The heart of the question is can you dump more heat into disc brakes than you can into rim brakes? I agree this test is only part of the answer, but until we get more testing from objective sources it's what we have to go on and the answer seems to be no.
I also agree [as does the test] that a front blow out is more serious than a destroyed disc brake, but let's keep in mind if your disc brake will no longer work [ie. the plastic parts melting in a Avid BB7] you now have to ride your tour with one brake caliper and presumably you are still in the mtns so now you have to manage your braking heat load with one brake until you can get a replacement - that won't work for long. Kind of like winning the battle and losing the war.
I'm not slamming disc brakes....I have several sets and use them as well as v-brakes, but what I do think is really important is that we don't embrace an attitude that rim brakes don't work well and that disc brakes have no faults. In the case of this issue I think we can agree that you have to be careful how you brake and how you heat up your brakes when riding a heavily loaded bike in the mtns or hilly areas regardless of what type of brake you are using.
Most people that tour in remote mountainous areas are doing so with rim brakes and most people riding touring bikes are doing so with rim brakes. Just like everyone who mountain biked before discs did. They work and people are not suffering blow outs left, right and centre.
As you noted I would also love to see more testing done. I'll keep looking for it and I'll keep an open mind.
Last edited by vik; 09-26-08 at 10:06 AM.

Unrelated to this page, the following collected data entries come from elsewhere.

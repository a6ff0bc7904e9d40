use crate::{
    hasher,
    package::{self, Package, PackageFile},
    state,
};
use anyhow::{Context, Result};
use std::path::Path;
use tracing::debug;

/// Builds the reconciliation model for every package below `source_root`.
///
/// Each source file is fingerprinted and classified against `target_root`
/// in discovery order. The result is the same whichever command runs next.
///
/// # Errors
///
/// Fails on the first package that cannot be listed, source file that cannot
/// be read, or target file whose state cannot be determined. The error
/// context names the phase that failed.
pub fn assemble(source_root: &Path, target_root: &Path) -> Result<Vec<Package>> {
    let mut packages = package::list_packages(source_root)
        .with_context(|| format!("Error reading directory {}", source_root.display()))?;

    for pkg in packages.iter_mut() {
        let package_root = pkg.root(source_root);
        let paths = package::list_files(&package_root)
            .with_context(|| format!("Error listing files of package \"{}\"", pkg.name()))?;

        for path in paths {
            let fingerprint = hasher::file_fingerprint(package_root.join(&path))
                .with_context(|| format!("Error reading source of package \"{}\"", pkg.name()))?;

            let state = state::classify(&path, &fingerprint, target_root).with_context(|| {
                format!(
                    "Error determining current state of file {} in package \"{}\"",
                    path.display(),
                    pkg.name()
                )
            })?;

            pkg.add_file(PackageFile::new(path, fingerprint, state));
        }

        debug!(package = pkg.name(), files = pkg.files().len(), "reconciled package");
    }

    Ok(packages)
}
use crate::{
    config::Options,
    error::{Error, Result},
    package::{Package, PackageFile},
};
use std::{fs, io::Write, path::Path};
use tracing::info;

/// Installs every absent or mismatched file into the target root.
///
/// A heading is written for each package before its files are processed.
/// Files already present are left alone, which makes repeated runs no-ops.
/// The first failing copy aborts the run and files copied before it stay in
/// place.
///
/// # Errors
///
/// Returns [`Error::Io`] naming the path that could not be read, created or
/// written, or [`Error::Output`] if `out` fails.
pub fn conjure<W>(packages: &[Package], options: &Options, out: &mut W) -> Result<()>
where
    W: Write,
{
    for pkg in packages {
        writeln!(out, ".:. Conjuring {}", pkg.name()).map_err(Error::Output)?;

        let package_root = pkg.root(&options.source);
        for file in pkg.files().iter().filter(|f| f.state().needs_install()) {
            copy_file(file, &package_root, &options.target)?;
        }
    }

    Ok(())
}

/// Deletes every target file whose content matches its source exactly.
///
/// Absent and mismatched files are never touched, so local edits to an
/// installed dotfile survive. The first failing delete aborts the run.
///
/// # Errors
///
/// Returns [`Error::Io`] for the file that could not be removed, or
/// [`Error::Output`] if `out` fails.
pub fn expel<W>(packages: &[Package], options: &Options, out: &mut W) -> Result<()>
where
    W: Write,
{
    for pkg in packages {
        writeln!(out, ".:. Expelling {}", pkg.name()).map_err(Error::Output)?;

        for file in pkg.files().iter().filter(|f| f.state().is_removable()) {
            remove_file(file, &options.target)?;
        }
    }

    Ok(())
}

/// Writes the state of every file of every package to `out`.
///
/// ```text
/// .:. Peering Packages
///   test-pkg
///     (ABSENT) .local/share/testfile
///     (PRESENT) .testpkgrc
/// ```
pub fn peer<W>(packages: &[Package], out: &mut W) -> Result<()>
where
    W: Write,
{
    writeln!(out, ".:. Peering Packages").map_err(Error::Output)?;
    for pkg in packages {
        writeln!(out, "  {}", pkg.name()).map_err(Error::Output)?;
        for file in pkg.files() {
            writeln!(out, "    ({}) {}", file.state(), file.display_path())
                .map_err(Error::Output)?;
        }
    }

    Ok(())
}

fn copy_file(file: &PackageFile, package_root: &Path, target_root: &Path) -> Result<()> {
    let source_path = package_root.join(file.path());
    let target_path = target_root.join(file.path());

    let content = fs::read(&source_path).map_err(|e| Error::io("reading", &source_path, e))?;

    if let Some(parent) = target_path.parent() {
        fs::create_dir_all(parent).map_err(|e| Error::io("creating directory", parent, e))?;
    }
    fs::write(&target_path, content).map_err(|e| Error::io("writing", &target_path, e))?;

    info!(path = %target_path.display(), state = %file.state(), "installed");
    Ok(())
}

fn remove_file(file: &PackageFile, target_root: &Path) -> Result<()> {
    let target_path = target_root.join(file.path());

    fs::remove_file(&target_path).map_err(|e| Error::io("removing", &target_path, e))?;

    info!(path = %target_path.display(), "removed");
    Ok(())
}

#[cfg(test)]
mod test {
    use super::*;
    use crate::{hasher::fingerprint, state::State};
    use std::path::PathBuf;
    use tempfile::TempDir;

    struct Fixture {
        source: TempDir,
        target: TempDir,
    }

    impl Fixture {
        fn new() -> Self {
            let fixture = Fixture {
                source: tempfile::tempdir().unwrap(),
                target: tempfile::tempdir().unwrap(),
            };
            fixture.write_source("test-pkg/.testpkgrc", "hello");
            fixture.write_source("test-pkg/.local/share/testfile", "shared");
            fixture
        }

        fn write_source(&self, relative: &str, content: &str) {
            let path = self.source.path().join(relative);
            fs::create_dir_all(path.parent().unwrap()).unwrap();
            fs::write(path, content).unwrap();
        }

        fn options(&self) -> Options {
            Options {
                source: self.source.path().to_path_buf(),
                target: self.target.path().to_path_buf(),
            }
        }

        fn package(&self, states: [State; 2]) -> Vec<Package> {
            let mut pkg = Package::new("test-pkg");
            pkg.add_file(PackageFile::new(
                [".local", "share", "testfile"].iter().collect(),
                fingerprint(b"shared"),
                states[0],
            ));
            pkg.add_file(PackageFile::new(
                PathBuf::from(".testpkgrc"),
                fingerprint(b"hello"),
                states[1],
            ));
            vec![pkg]
        }
    }

    #[test]
    fn test_conjure_copies_absent_files_and_creates_parents() {
        let fixture = Fixture::new();
        let packages = fixture.package([State::Absent, State::Absent]);
        let mut out = Vec::new();

        conjure(&packages, &fixture.options(), &mut out).unwrap();

        let target = fixture.target.path();
        assert_eq!(fs::read_to_string(target.join(".testpkgrc")).unwrap(), "hello");
        assert_eq!(
            fs::read_to_string(target.join(".local/share/testfile")).unwrap(),
            "shared"
        );
        assert_eq!(String::from_utf8(out).unwrap(), ".:. Conjuring test-pkg\n");
    }

    #[test]
    fn test_conjure_overwrites_mismatch_and_skips_present() {
        let fixture = Fixture::new();
        let target = fixture.target.path();
        fs::write(target.join(".testpkgrc"), "local edit").unwrap();
        fs::create_dir_all(target.join(".local/share")).unwrap();
        // marked present, so the stale content must survive untouched
        fs::write(target.join(".local/share/testfile"), "untouched").unwrap();

        let packages = fixture.package([State::Present, State::Mismatch]);
        conjure(&packages, &fixture.options(), &mut Vec::new()).unwrap();

        assert_eq!(fs::read_to_string(target.join(".testpkgrc")).unwrap(), "hello");
        assert_eq!(
            fs::read_to_string(target.join(".local/share/testfile")).unwrap(),
            "untouched"
        );
    }

    #[test]
    fn test_conjure_missing_source_names_path() {
        let fixture = Fixture::new();
        fs::remove_file(fixture.source.path().join("test-pkg/.testpkgrc")).unwrap();
        let packages = fixture.package([State::Present, State::Absent]);

        let err = conjure(&packages, &fixture.options(), &mut Vec::new()).unwrap_err();
        match err {
            Error::Io { action, path, .. } => {
                assert_eq!(action, "reading");
                assert!(path.ends_with(".testpkgrc"));
            }
            other => panic!("unexpected error: {other}"),
        }
    }

    #[test]
    fn test_expel_removes_only_present_files() {
        let fixture = Fixture::new();
        let target = fixture.target.path();
        fs::write(target.join(".testpkgrc"), "local edit").unwrap();
        fs::create_dir_all(target.join(".local/share")).unwrap();
        fs::write(target.join(".local/share/testfile"), "shared").unwrap();

        let packages = fixture.package([State::Present, State::Mismatch]);
        let mut out = Vec::new();
        expel(&packages, &fixture.options(), &mut out).unwrap();

        assert!(!target.join(".local/share/testfile").exists());
        assert_eq!(
            fs::read_to_string(target.join(".testpkgrc")).unwrap(),
            "local edit"
        );
        assert_eq!(String::from_utf8(out).unwrap(), ".:. Expelling test-pkg\n");
    }

    #[test]
    fn test_expel_vanished_file_is_an_error() {
        let fixture = Fixture::new();
        let packages = fixture.package([State::Absent, State::Present]);

        let err = expel(&packages, &fixture.options(), &mut Vec::new()).unwrap_err();
        assert!(matches!(err, Error::Io { action: "removing", .. }));
    }

    #[test]
    fn test_peer_report_format() {
        let fixture = Fixture::new();
        let packages = fixture.package([State::Absent, State::Mismatch]);
        let mut out = Vec::new();

        peer(&packages, &mut out).unwrap();

        assert_eq!(
            String::from_utf8(out).unwrap(),
            ".:. Peering Packages\n  test-pkg\n    (ABSENT) .local/share/testfile\n    (MISMATCH) .testpkgrc\n"
        );
    }
}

I've toured in the Rockies and the Appalachians and found rim brakes quite adequate. I am convinced that technique is as much a factor as anything. I have descended many steep multi mile descents without the rims getting too hot to touch. I tend to apply the brakes fairly hard in bursts rather than continuously. If necessary I alternate between front and back brakes. Also if it gets too bad you can always stop to let them cool, although I have never needed to.
Originally Posted by Nigeyy
I have one good reason to favor disc brakes!
Vik, I think we mostly agree -even though I've got a bike with disc brakes, I certainly don't think I could be classified as a disc brake evangelist (I've posted quite a few times that I wouldn't recommend to buy them based on -at least what I think -is low value compared to traditional rim brakes). I definitely agree that you can't say discs are the best thing, nor can you do that with rim brakes either (too many variables). Both brake types of good quality offer some good braking.
Still, if I were to do my tour again with those sharp twisting descents, I'd want to reach for the touring bike with discs!
Oops sorry staehpj1, I should have been clearer -it's not that I think good rim brakes aren't good enough for mountain touring -just that for the riding I did it was very twisty so I couldn't do bursts of braking at all (which is my norm too) and the road was too steep to do alternate braking. It really was necessary to do continuous braking to prevent overshooting corners.